What’s Wrong with the Proposed FDA MDDS Rule
The FDA has proposed to reclassify Medical Device Data Systems (MDDS) from a default class III to class I. (You can read the proposed rule here, and the public comments here.) This is based on the belief that “risks to health from this device would be caused by inadequate software quality. Specifically, the risk to health would be that incorrect medical device data is stored, retrieved, transferred, exchanged, or displayed, resulting in incorrect treatment or diagnosis of the patient.” In my opinion, this is insufficient. Consideration must also be given to the risk of interactions between MDDS and devices.
Until now MDDS has not been a term that was widely used in the medical device or health care information industries. The FDA has proposed a definition that can be summarized as “a device that provides one or more of the following uses: electronic transfer, exchange, storage, retrieval, display or conversion of medical device data without altering the function or parameters of any connected device” (emphasis mine).

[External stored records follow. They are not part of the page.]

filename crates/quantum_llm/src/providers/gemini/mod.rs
//! Google Gemini provider (`generateContent` API).

mod provider;
mod types;

pub use provider::GeminiProvider;
pub use types::GeminiConfig;
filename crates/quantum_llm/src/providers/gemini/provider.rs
//! Gemini provider implementation.

use async_trait::async_trait;
use reqwest::Client;

use super::types::{to_gemini_request, GeminiConfig, GeminiErrorEnvelope, GeminiResponse};
use crate::error::{Error, Result};
use crate::prompt::Prompt;
use crate::provider::Provider;

#[derive(Debug)]
pub struct GeminiProvider {
    config: GeminiConfig,
    client: Client,
}

impl GeminiProvider {
    /// Environment variable for the API key.
    pub const API_KEY_ENV: &'static str = "GEMINI_API_KEY";

    /// Create a new Gemini provider. An empty key fails fast, before any
    /// network attempt.
    pub fn new(config: GeminiConfig) -> Result<Self> {
        if config.api_key.is_empty() {
            return Err(Error::MissingApiKey("gemini".to_string()));
        }
        Ok(Self {
            config,
            client: Client::new(),
        })
    }

    /// Create provider from environment.
    pub fn from_env() -> Result<Self> {
        let api_key = std::env::var(Self::API_KEY_ENV)
            .map_err(|_| Error::MissingApiKey("gemini".to_string()))?;
        Self::new(GeminiConfig::new(api_key))
    }

    fn endpoint(&self) -> String {
        format!(
            "{}/models/{}:generateContent",
            self.config.base_url, self.config.model
        )
    }
}

#[async_trait]
impl Provider for GeminiProvider {
    fn provider_id(&self) -> &str {
        "gemini"
    }

    async fn list_models(&self) -> Result<Vec<String>> {
        // Known generateContent-capable models; no models endpoint is hit.
        Ok(vec![
            "gemini-2.0-flash".to_string(),
            "gemini-2.0-flash-lite".to_string(),
            "gemini-1.5-pro".to_string(),
            "gemini-1.5-flash".to_string(),
        ])
    }

    async fn generate(&self, prompt: &Prompt) -> Result<String> {
        let url = self.endpoint();
        let request = to_gemini_request(prompt);

        tracing::debug!(model = %self.config.model, "sending generateContent request");
        let response = self
            .client
            .post(&url)
            .query(&[("key", self.config.api_key.as_str())])
            .json(&request)
            .send()
            .await?;

        let status = response.status();
        if !status.is_success() {
            let body = response.text().await.unwrap_or_default();
            let message = serde_json::from_str::<GeminiErrorEnvelope>(&body)
                .ok()
                .and_then(|envelope| envelope.error)
                .map(|e| e.message)
                .unwrap_or_else(|| {
                    status
                        .canonical_reason()
                        .unwrap_or("unknown error")
                        .to_string()
                });
            tracing::warn!(%status, %message, "Gemini request failed");
            return Err(Error::provider_error(format!(
                "Gemini API error {status}: {message}"
            )));
        }

        let envelope: GeminiResponse = response.json().await?;
        let text = envelope
            .first_text()
            .ok_or_else(|| Error::invalid_response("no candidate text in Gemini response"))?;
        tracing::debug!(chars = text.len(), "received model reply");
        Ok(text.to_string())
    }
}
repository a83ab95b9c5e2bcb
use crate::error::Error;
use crate::prompt::Prompt;
use crate::provider::{Provider, ProviderRegistry};
use async_trait::async_trait;

/// Mock provider for registry tests.
#[derive(Debug)]
struct MockProvider {
    id: &'static str,
}

#[async_trait]
impl Provider for MockProvider {
    fn provider_id(&self) -> &str {
        self.id
    }

    async fn list_models(&self) -> crate::error::Result<Vec<String>> {
        Ok(vec![format!("{}-model", self.id)])
    }

    async fn generate(&self, _prompt: &Prompt) -> crate::error::Result<String> {
        Err(Error::provider_error("mock"))
    }
}

#[test]
fn test_register_and_get_provider() {
    let registry = ProviderRegistry::new().register("mock", MockProvider { id: "mock" });

    let provider = registry.get_provider("mock");
    assert!(provider.is_ok());
    assert_eq!(provider.unwrap().provider_id(), "mock");
}

#[test]
fn test_provider_not_found() {
    let registry = ProviderRegistry::new();
    let err = registry.get_provider("nonexistent").unwrap_err();
    assert!(matches!(err, Error::ProviderNotFound(_)));
}

#[test]
fn test_list_providers() {
    let registry = ProviderRegistry::new()
        .register("alpha", MockProvider { id: "alpha" })
        .register("beta", MockProvider { id: "beta" });

    let mut ids = registry.list_providers();
    ids.sort();
    assert_eq!(ids, vec!["alpha", "beta"]);
}
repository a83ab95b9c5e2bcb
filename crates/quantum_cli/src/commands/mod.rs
mod debug;
mod history;
mod providers;

use std::path::PathBuf;

use anyhow::{Context, Result};
use quantum_core::SqliteStore;

use crate::cli::{Cli, Command};

pub async fn handle(cli: Cli) -> Result<()> {
    match cli.command {
        Command::Debug(args) => debug::run(args).await,
        Command::History { action } => history::run(action),
        Command::Providers { action } => providers::run(action).await,
    }
}

/// History DB location: QDBG_DB_PATH, or ~/.qdbg/qdbg.db.
fn db_path() -> Result<PathBuf> {
    if let Ok(path) = std::env::var("QDBG_DB_PATH") {
        return Ok(PathBuf::from(path));
    }
    let home = dirs::home_dir().context("cannot determine home directory")?;
    Ok(home.join(".qdbg").join("qdbg.db"))
}

/// The store is owned here, at the composition layer, and handed to the
/// commands that need it.
pub(crate) fn open_store() -> Result<SqliteStore> {
    let path = db_path()?;
    SqliteStore::open_at(&path).with_context(|| format!("open history db at {}", path.display()))
}
//! quantum_core — data model, response extraction and session storage.
//!
//! The heart of this crate is [`extract::extract_solutions`]: a single-pass
//! scanner that turns the model's free-text reply into well-formed
//! [`Solution`] records. Everything else supports it: the request/session
//! types, the [`store::SessionStore`] backends and the crate error enum.

pub mod error;
pub mod extract;
pub mod session;
pub mod solution;
pub mod store;

pub use error::{QuantumError, Result};
pub use extract::{extract_recommendation, extract_solutions, QuantumReply};
pub use session::{DebugRequest, DebugSession, SessionId};
pub use solution::{average_chaos, Solution};
pub use store::{MemoryStore, SessionStore, SqliteStore};
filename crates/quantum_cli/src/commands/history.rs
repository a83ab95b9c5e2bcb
//! Saved session history: list, show, delete, clear.

use anyhow::{bail, Result};
use comfy_table::Cell;
use quantum_core::{DebugSession, QuantumReply, SessionStore, SqliteStore};
use serde::Serialize;

use super::debug::render_reply;
use crate::cli::HistoryAction;
use crate::output;

pub fn run(action: HistoryAction) -> Result<()> {
    let store = super::open_store()?;
    match action {
        HistoryAction::List => list(&store),
        HistoryAction::Show { id } => show(&store, &id),
        HistoryAction::Delete { id } => delete(&store, &id),
        HistoryAction::Clear => {
            store.clear()?;
            output::success("history cleared");
            Ok(())
        }
    }
}

#[derive(Serialize)]
struct SessionSummary {
    id: String,
    created_at: String,
    language: String,
    solutions: usize,
    avg_chaos: Option<f64>,
}

fn summarize(session: &DebugSession) -> SessionSummary {
    SessionSummary {
        id: session.id.as_str().to_string(),
        created_at: session.created_at.to_rfc3339(),
        language: session.request.language.clone(),
        solutions: session.solution_count(),
        avg_chaos: session.avg_chaos,
    }
}

fn list(store: &SqliteStore) -> Result<()> {
    let sessions = store.list_sessions()?;
    if sessions.is_empty() {
        output::dim("no saved sessions");
        return Ok(());
    }

    if output::is_json() {
        let summaries: Vec<_> = sessions.iter().map(summarize).collect();
        output::data("sessions", &summaries);
        return Ok(());
    }

    let mut table = output::table(&["ID", "When", "Language", "Solutions", "Avg chaos"]);
    for session in &sessions {
        let avg = session
            .avg_chaos
            .map(|a| format!("{a:.1}"))
            .unwrap_or_else(|| "—".to_string());
        table.add_row(vec![
            Cell::new(short_id(session)),
            Cell::new(session.created_at.format("%Y-%m-%d %H:%M").to_string()),
            Cell::new(&session.request.language),
            Cell::new(session.solution_count().to_string()),
            Cell::new(avg),
        ]);
    }
    println!("{table}");
    Ok(())
}

fn short_id(session: &DebugSession) -> &str {
    &session.id.as_str()[..8.min(session.id.as_str().len())]
}

/// Resolve a full id or unique prefix against the saved sessions.
fn resolve(store: &SqliteStore, id: &str) -> Result<DebugSession> {
    let mut matches: Vec<DebugSession> = store
        .list_sessions()?
        .into_iter()
        .filter(|s| s.id.as_str().starts_with(id))
        .collect();
    match matches.len() {
        0 => bail!("no session with id '{id}'"),
        1 => Ok(matches.remove(0)),
        n => bail!("id '{id}' is ambiguous ({n} matches); use more characters"),
    }
}

fn show(store: &SqliteStore, id: &str) -> Result<()> {
    let session = resolve(store, id)?;

    output::kv("Session", session.id.as_str());
    output::kv(
        "When",
        &session.created_at.format("%Y-%m-%d %H:%M:%S UTC").to_string(),
    );
    output::kv("Language", &session.request.language);
    output::kv("Bug", &session.request.bug_description);
    if let Some(avg) = session.avg_chaos {
        output::kv("Avg chaos", &format!("{avg:.1}"));
    }

    let reply = QuantumReply {
        solutions: session.solutions,
        recommendation: session.recommendation,
    };
    render_reply(&reply);
    Ok(())
}

fn delete(store: &SqliteStore, id: &str) -> Result<()> {
    let session = resolve(store, id)?;
    store.delete_session(&session.id)?;
    output::success(&format!("session {} deleted", session.id));
    Ok(())
}
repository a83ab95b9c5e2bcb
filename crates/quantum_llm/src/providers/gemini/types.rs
//! Gemini-specific types.

use serde::{Deserialize, Serialize};

use crate::prompt::Prompt;

/// Configuration for the Gemini provider.
#[derive(Debug, Clone)]
pub struct GeminiConfig {
    /// API key for authentication.
    pub api_key: String,
    /// Base URL (default: https://generativelanguage.googleapis.com/v1beta).
    pub base_url: String,
    /// Model name used in the endpoint path.
    pub model: String,
}

impl GeminiConfig {
    pub const DEFAULT_MODEL: &'static str = "gemini-2.0-flash";

    pub fn new(api_key: impl Into<String>) -> Self {
        Self {
            api_key: api_key.into(),
            base_url: "https://generativelanguage.googleapis.com/v1beta".to_string(),
            model: Self::DEFAULT_MODEL.to_string(),
        }
    }

    pub fn with_base_url(mut self, base_url: impl Into<String>) -> Self {
        let mut url = base_url.into();
        while url.ends_with('/') {
            url.pop();
        }
        self.base_url = url;
        self
    }

    pub fn with_model(mut self, model: impl Into<String>) -> Self {
        self.model = model.into();
        self
    }
}

/// `generateContent` request envelope.
#[derive(Debug, Serialize)]
pub struct GeminiRequest {
    pub system_instruction: GeminiContent,
    pub contents: Vec<GeminiContent>,
    #[serde(rename = "generationConfig")]
    pub generation_config: GenerationConfig,
}

#[derive(Debug, Serialize, Deserialize)]
pub struct GeminiContent {
    pub parts: Vec<GeminiPart>,
}

#[derive(Debug, Serialize, Deserialize)]
pub struct GeminiPart {
    pub text: String,
}

/// Sampling parameters. High temperature on purpose: the universes are
/// supposed to diverge.
#[derive(Debug, Serialize)]
#[serde(rename_all = "camelCase")]
pub struct GenerationConfig {
    pub temperature: f32,
    pub top_k: u32,
    pub top_p: f32,
    pub max_output_tokens: u32,
}

impl Default for GenerationConfig {
    fn default() -> Self {
        Self {
            temperature: 0.9,
            top_k: 40,
            top_p: 0.95,
            max_output_tokens: 8192,
        }
    }
}

/// Build the wire request for one prompt.
pub fn to_gemini_request(prompt: &Prompt) -> GeminiRequest {
    GeminiRequest {
        system_instruction: GeminiContent {
            parts: vec![GeminiPart {
                text: prompt.system.clone(),
            }],
        },
        contents: vec![GeminiContent {
            parts: vec![GeminiPart {
                text: prompt.user.clone(),
            }],
        }],
        generation_config: GenerationConfig::default(),
    }
}

/// `generateContent` response envelope. Everything is optional so a
/// structurally odd reply surfaces as a typed error, not a deserialization
/// panic path.
#[derive(Debug, Deserialize)]
pub struct GeminiResponse {
    #[serde(default)]
    pub candidates: Vec<GeminiCandidate>,
}

#[derive(Debug, Deserialize)]
pub struct GeminiCandidate {
    pub content: Option<GeminiContent>,
}

impl GeminiResponse {
    /// First candidate's first text part, if the envelope is well-formed.
    pub fn first_text(&self) -> Option<&str> {
        self.candidates
            .first()?
            .content
            .as_ref()?
            .parts
            .first()
            .map(|p| p.text.as_str())
    }
}

/// Error envelope returned on non-2xx status.
#[derive(Debug, Deserialize)]
pub struct GeminiErrorEnvelope {
    pub error: Option<GeminiErrorBody>,
}

#[derive(Debug, Deserialize)]
pub struct GeminiErrorBody {
    pub message: String,
}
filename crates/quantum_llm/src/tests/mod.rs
mod provider_registry;
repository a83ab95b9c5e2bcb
use chrono::{DateTime, Utc};
use serde::{Deserialize, Serialize};

use crate::extract::QuantumReply;
use crate::solution::{average_chaos, Solution};

#[derive(Debug, Clone, PartialEq, Eq, Serialize, Deserialize)]
pub struct SessionId(pub String);

impl SessionId {
    pub fn new() -> Self {
        Self(uuid::Uuid::new_v4().to_string())
    }

    pub fn as_str(&self) -> &str {
        &self.0
    }
}

impl Default for SessionId {
    fn default() -> Self {
        Self::new()
    }
}

impl std::fmt::Display for SessionId {
    fn fmt(&self, f: &mut std::fmt::Formatter<'_>) -> std::fmt::Result {
        write!(f, "{}", self.0)
    }
}

/// One bug report as submitted by the user. The five fields are embedded
/// verbatim into the outgoing prompt; only `language` is normalized
/// (trimmed, lowercased) so it can double as the stamp on every extracted
/// [`Solution`].
#[derive(Debug, Clone, PartialEq, Serialize, Deserialize)]
pub struct DebugRequest {
    pub language: String,
    pub bug_description: String,
    pub code: String,
    #[serde(default)]
    pub error_message: String,
    #[serde(default)]
    pub context: String,
}

impl DebugRequest {
    pub fn new(
        language: impl Into<String>,
        bug_description: impl Into<String>,
        code: impl Into<String>,
    ) -> Self {
        Self {
            language: language.into().trim().to_lowercase(),
            bug_description: bug_description.into(),
            code: code.into(),
            error_message: String::new(),
            context: String::new(),
        }
    }

    pub fn with_error_message(mut self, error_message: impl Into<String>) -> Self {
        self.error_message = error_message.into();
        self
    }

    pub fn with_context(mut self, context: impl Into<String>) -> Self {
        self.context = context.into();
        self
    }
}

/// A completed debug run: the request, what was extracted from the reply
/// and the derived average chaos rating. Immutable once constructed;
/// stores persist it as a serialized snapshot.
#[derive(Debug, Clone, Serialize, Deserialize)]
pub struct DebugSession {
    pub id: SessionId,
    pub created_at: DateTime<Utc>,
    pub request: DebugRequest,
    pub solutions: Vec<Solution>,
    pub recommendation: Option<String>,
    pub avg_chaos: Option<f64>,
}

impl DebugSession {
    pub fn new(request: DebugRequest, reply: QuantumReply) -> Self {
        let avg_chaos = average_chaos(&reply.solutions);
        Self {
            id: SessionId::new(),
            created_at: Utc::now(),
            request,
            solutions: reply.solutions,
            recommendation: reply.recommendation,
            avg_chaos,
        }
    }

    pub fn solution_count(&self) -> usize {
        self.solutions.len()
    }
}

#[cfg(test)]
mod tests {
    use super::*;

    fn solution(rating: Option<u8>) -> Solution {
        Solution {
            name: "U".to_string(),
            philosophy: "p".to_string(),
            approach: "a".to_string(),
            code: "c".to_string(),
            language: "rust".to_string(),
            chaos_rating: rating,
            tradeoffs: "t".to_string(),
        }
    }

    #[test]
    fn test_session_id_is_uuid() {
        let id = SessionId::new();
        assert_eq!(id.as_str().len(), 36);
        assert_eq!(format!("{}", id), id.as_str());
    }

    #[test]
    fn test_request_normalizes_language() {
        let req = DebugRequest::new("  Python ", "it crashes", "print(x)");
        assert_eq!(req.language, "python");
        assert_eq!(req.error_message, "");
    }

    #[test]
    fn test_request_builders() {
        let req = DebugRequest::new("rust", "panic", "fn main() {}")
            .with_error_message("index out of bounds")
            .with_context("only on empty input");
        assert_eq!(req.error_message, "index out of bounds");
        assert_eq!(req.context, "only on empty input");
    }

    #[test]
    fn test_session_derives_average_chaos() {
        let reply = QuantumReply {
            solutions: vec![solution(Some(2)), solution(Some(8))],
            recommendation: Some("merge with universe 1".to_string()),
        };
        let session = DebugSession::new(DebugRequest::new("rust", "b", "c"), reply);
        assert_eq!(session.avg_chaos, Some(5.0));
        assert_eq!(session.solution_count(), 2);
        assert!(!session.id.as_str().is_empty());
    }

    #[test]
    fn test_session_avg_chaos_none_when_unrated() {
        let reply = QuantumReply {
            solutions: vec![solution(None)],
            recommendation: None,
        };
        let session = DebugSession::new(DebugRequest::new("rust", "b", "c"), reply);
        assert_eq!(session.avg_chaos, None);
    }

    #[test]
    fn test_session_serde_round_trip() {
        let reply = QuantumReply {
            solutions: vec![solution(Some(4))],
            recommendation: None,
        };
        let session = DebugSession::new(DebugRequest::new("go", "b", "c"), reply);
        let json = serde_json::to_string(&session).unwrap();
        let decoded: DebugSession = serde_json::from_str(&json).unwrap();
        assert_eq!(decoded.id, session.id);
        assert_eq!(decoded.solutions, session.solutions);
    }
}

First, it is important to point out that even though MDDS’ currently default to class III, the FDA has been operating under their discretionary enforcement policy and has not been enforcing the class III requirements for MDDS. Products that currently meet the MDDS definition have in effect been operating without classification or enforcement; thus the reason for the proposed re-classification. In principle, I agree with the FDA that these types of devices should be regulated, but the question I pose is “why go from class III to class I?” Shouldn’t the classification for MDDS’ be class II?